Dr. Fontem A. Neba (born Fontem Aforteka’a Neba, in 1970) is an Anglophone Cameroonian university lecturer, author and a civil rights activist who emerged on the Cameroon political stage as the founding Secretary General of Cameroon Anglophone Civil Society Consortium before it was banned by the government of Cameroon on January 17, 2017. He was arrested on the same day alongside Barrister Nkongho Felix Agbor and deported to Yaoundé overnight where they would both spend nine perilous months in the Kondengui Maximum security prison. Before becoming Secretary General of the banned Cameroon Anglophone Civil Society Consortium (CACSC), he was the Secretary General of University Lecturers’ trade union of the University of Buea (SYNES) before his arrest on January 17, 2017, for staging a peaceful protest in the defence of Anglophone Cameroon common law system of education. He is the author of English Language Mastery and Academic Success which was launched on June 18, 2015.

== Early life and career ==
Dr. Fontem Aforteka'a Neba was born on August 8, 1970. He holds a PhD from the University of Ibadan in Nigeria. He is a linguist, lecturer, author and an activist. He is the author of English Language Mastery and Academic Success. He was the Secretary General of teachers’ trade union of the University of Buea (SYNES) before his arrest on January 17, 2017 and the Secretary General of the banned Cameroon Anglophone Civil Society Consortium (CACSC).

== Arrest ==

On January 17, 2017, at about 6:15 pm, it was reported that Dr. Fontem Neba was arrested alongside Barrister Agbor Balla, Ayah Paul Abine in Buea by a combined squad of police, gendarmes, elements of the military intelligence unit and the dreaded secret service unit known by its French Acronym as DGR. The arrest immediately followed the banning of the Consortium which had waged a civil disobedience campaign to protest grave marginalization and systemic assimilation of the English speaking minority in Cameroon by the majority Francophones.

== Court charges and trial of Dr. Fontem Neba ==
Dr.Fontem Neba and Co, were charged with 8 counts by the Cameroon Military tribunals in Yaounde for treason, terrorism, civil unrest, jeopardizing the peace and unity of the Republic of Cameroon and if found guilty would have faced the death penalty.
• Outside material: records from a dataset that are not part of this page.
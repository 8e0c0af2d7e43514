use std::{
    ffi::OsStr,
    fmt, io,
    num::NonZeroI32,
    process,
};

use log::debug;

pub struct Command(process::Command);

impl fmt::Debug for Command {
    fn fmt(&self, f: &mut fmt::Formatter<'_>) -> fmt::Result {
        self.0.fmt(f)
    }
}

impl Command {
    pub fn new<S: AsRef<OsStr>>(program: S) -> Self {
        Self(process::Command::new(program))
    }

    pub fn args<'a, I>(mut self, args: I) -> Self
    where
        I: IntoIterator<Item = &'a OsStr>,
    {
        self.0.args(args);
        self
    }

    pub fn env<K: AsRef<OsStr>, V: AsRef<OsStr>>(mut self, key: K, value: V) -> Self {
        self.0.env(key, value);
        self
    }

    pub fn stdin<T: Into<process::Stdio>>(mut self, stdin: T) -> Self {
        self.0.stdin(stdin);
        self
    }

    #[cfg(test)]
    pub fn program(&self) -> &OsStr {
        self.0.get_program()
    }

    #[cfg(test)]
    pub fn get_args(&self) -> impl Iterator<Item = &OsStr> {
        self.0.get_args()
    }

    /// Returns the value of an environment variable explicitly set on this command.
    #[cfg(test)]
    pub fn get_env(&self, key: impl AsRef<OsStr>) -> Option<&OsStr> {
        let key = key.as_ref();
        self.0
            .get_envs()
            .find_map(|(k, v)| if k == key { v } else { None })
    }

    /// The program followed by its arguments.
    #[cfg(test)]
    pub fn to_argv(&self) -> Vec<std::ffi::OsString> {
        std::iter::once(self.program())
            .chain(self.get_args())
            .map(OsStr::to_owned)
            .collect()
    }

    pub fn try_status(mut self) -> Result<ExitStatus, Error> {
        if log::log_enabled!(log::Level::Debug) {
            debug!("running `{command:?}`...", command = &self.0);
        }

        match self.0.status() {
            Ok(status) => Ok(ExitStatus {
                command: self,
                status,
            }),
            Err(error) => Err(Error {
                command: self,
                kind: error.into(),
            }),
        }
    }

    pub fn status(self) -> Result<(), Error> {
        self.try_status().and_then(ExitStatus::require_success)
    }
}

#[derive(Debug)]
pub struct ExitStatus {
    command: Command,
    status: process::ExitStatus,
}

impl ExitStatus {
    pub fn require_success(self) -> Result<(), Error> {
        let ExitStatus { command, status } = self;
        if status.success() {
            Ok(())
        } else {
            Err(Error {
                command,
                kind: ErrorKind::NonZeroExitStatus(status.code().and_then(NonZeroI32::new)),
            })
        }
    }
}

#[derive(Debug)]
pub enum ErrorKind {
    NotFound,
    PermissionDenied,
    Io(io::Error),
    NonZeroExitStatus(Option<NonZeroI32>),
}

impl From<io::Error> for ErrorKind {
    fn from(value: io::Error) -> Self {
        match value.kind() {
            io::ErrorKind::NotFound => ErrorKind::NotFound,
            io::ErrorKind::PermissionDenied => ErrorKind::PermissionDenied,
            _ => ErrorKind::Io(value),
        }
    }
}

#[derive(Debug)]
pub struct Error {
    pub command: Command,
    pub kind: ErrorKind,
}

impl Error {
    /// The exit code to forward to our own caller, if the command ran and reported one.
    pub fn exit_code(&self) -> Option<NonZeroI32> {
        match self.kind {
            ErrorKind::NonZeroExitStatus(code) => code,
            _ => None,
        }
    }
}

impl fmt::Display for Error {
    fn fmt(&self, f: &mut fmt::Formatter<'_>) -> fmt::Result {
        write!(
            f,
            "failed to run `{command:?}`: ",
            command = &self.command.0
        )?;
        match &self.kind {
            ErrorKind::NotFound => {
                let program = self.command.0.get_program().to_string_lossy();
                write!(f, "the `{program}` command is required but not available on your system, please install it")
            }
            ErrorKind::PermissionDenied => {
                let program = self.command.0.get_program().to_string_lossy();
                write!(f, "the `{program}` command is available but does not have the right permissions, please make sure the binary is executable")
            }
            ErrorKind::Io(error) => write!(f, "{error}"),
            ErrorKind::NonZeroExitStatus(code) => {
                if let Some(code) = code {
                    write!(f, "exited with non-zero exit code `{code}`")
                } else {
                    write!(f, "did not run succesfully")
                }
            }
        }
    }
}

impl std::error::Error for Error {}

pub type Result<T, E = Error> = std::result::Result<T, E>;

/// Executes commands on behalf of the pipeline steps. Every external side effect of a step goes
/// through this trait.
pub trait Runner {
    fn run(&self, command: Command) -> Result<()>;
}

/// Runs commands as child processes of the current process, inheriting stdout and stderr.
pub struct SystemRunner;

impl Runner for SystemRunner {
    fn run(&self, command: Command) -> Result<()> {
        command.status()
    }
}

/// Creates a new [`Command`] and supplies the provided arguments, if any, while calling
/// [`std::convert::AsRef::as_ref`] on each.
macro_rules! command {
    ($program:expr, $($arg:expr),* $(,)?) => {
        $crate::process::args!($crate::process::Command::new($program), $($arg,)*)
    };
}

/// Calls [`Command::args`] on the provided [`Command`] while calling [`std::convert::AsRef::as_ref`]
/// on each argument.
macro_rules! args {
    ($program:expr, $($arg:expr),+ $(,)?) => {
        $program.args([
            $(($arg).as_ref(),)*
        ])
    }
}

pub(crate) use args;
pub(crate) use command;
//! Source map v3 generation.

use std::path::{Component, Path};

use base64::Engine as _;
use base64::engine::general_purpose::STANDARD;
use serde::Serialize;

const BASE64_DIGITS: &[u8; 64] =
    b"ABCDEFGHIJKLMNOPQRSTUVWXYZabcdefghijklmnopqrstuvwxyz0123456789+/";

/// One generated-to-original position pair, all 0-based.
#[derive(Clone, Copy, Debug, PartialEq, Eq)]
pub(crate) struct Mapping {
    pub generated_line: usize,
    pub generated_column: usize,
    pub source: usize,
    pub original_line: usize,
    pub original_column: usize,
}

#[derive(Debug, Serialize)]
pub(crate) struct SourceMap {
    pub version: u8,
    pub file: String,
    #[serde(rename = "sourceRoot")]
    pub source_root: String,
    pub sources: Vec<String>,
    #[serde(rename = "sourcesContent", skip_serializing_if = "Option::is_none")]
    pub sources_content: Option<Vec<String>>,
    pub names: Vec<String>,
    pub mappings: String,
}

impl SourceMap {
    pub fn to_json(&self) -> serde_json::Result<String> {
        serde_json::to_string_pretty(self)
    }
}

fn encode_vlq(value: i64, out: &mut String) {
    let mut vlq = if value < 0 {
        ((-value) << 1) | 1
    } else {
        value << 1
    };
    loop {
        let mut digit = (vlq & 31) as usize;
        vlq >>= 5;
        if vlq > 0 {
            digit |= 32;
        }
        out.push(BASE64_DIGITS[digit] as char);
        if vlq == 0 {
            break;
        }
    }
}

/// Encodes mappings (sorted by generated position) as the `mappings`
/// field: lines separated by `;`, segments by `,`, fields as deltas.
pub(crate) fn encode_mappings(mappings: &[Mapping]) -> String {
    let mut out = String::new();
    let mut line = 0;
    let mut prev_column = 0i64;
    let mut prev_source = 0i64;
    let mut prev_orig_line = 0i64;
    let mut prev_orig_column = 0i64;
    let mut first_in_line = true;

    for m in mappings {
        while line < m.generated_line {
            out.push(';');
            line += 1;
            prev_column = 0;
            first_in_line = true;
        }
        if !first_in_line {
            out.push(',');
        }
        first_in_line = false;

        encode_vlq(m.generated_column as i64 - prev_column, &mut out);
        encode_vlq(m.source as i64 - prev_source, &mut out);
        encode_vlq(m.original_line as i64 - prev_orig_line, &mut out);
        encode_vlq(m.original_column as i64 - prev_orig_column, &mut out);

        prev_column = m.generated_column as i64;
        prev_source = m.source as i64;
        prev_orig_line = m.original_line as i64;
        prev_orig_column = m.original_column as i64;
    }
    out
}

/// `data:` URL embedding a map in the CSS comment.
pub(crate) fn data_url(json: &str) -> String {
    format!("data:application/json;base64,{}", STANDARD.encode(json))
}

/// Path of `target` relative to the directory `from`, with `/`
/// separators. Non-absolute targets are returned unchanged.
pub(crate) fn relative_path(from: &Path, target: &Path) -> String {
    if !target.is_absolute() || !from.is_absolute() {
        return target.to_string_lossy().replace('\\', "/");
    }
    let from: Vec<Component> = from.components().collect();
    let to: Vec<Component> = target.components().collect();
    let common = from
        .iter()
        .zip(&to)
        .take_while(|(a, b)| a == b)
        .count();

    let mut parts: Vec<String> = vec!["..".to_string(); from.len() - common];
    parts.extend(
        to[common..]
            .iter()
            .map(|c| c.as_os_str().to_string_lossy().into_owned()),
    );
    parts.join("/")
}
On March 23 the Neba Fondem trial at the Yaounde military court tribunal was adjourned for another hearing on April 27, May 24 and July 27 same year and on the August 31 through a presidential decree by president Paul Biya. Neba and friends were released and all charges against them were cancelled. While in prison, Fontem Neba spoke to the French daily le Jour Newspaper during the visit of members of the Social Democratic Front (Cameroon) (SDF) parliamentary group on April 7, 2017, he said
"There is so much to be said about the current anglophone crisis .You must know that the crisis that persists is linked to the bad will of the leaders of this country. Negotiations between the Government and the unions of English-speaking teachers had commenced. I must quickly say that the strike had taken another turn and the population followed closely all our actions; it was no longer possible to circumvent them."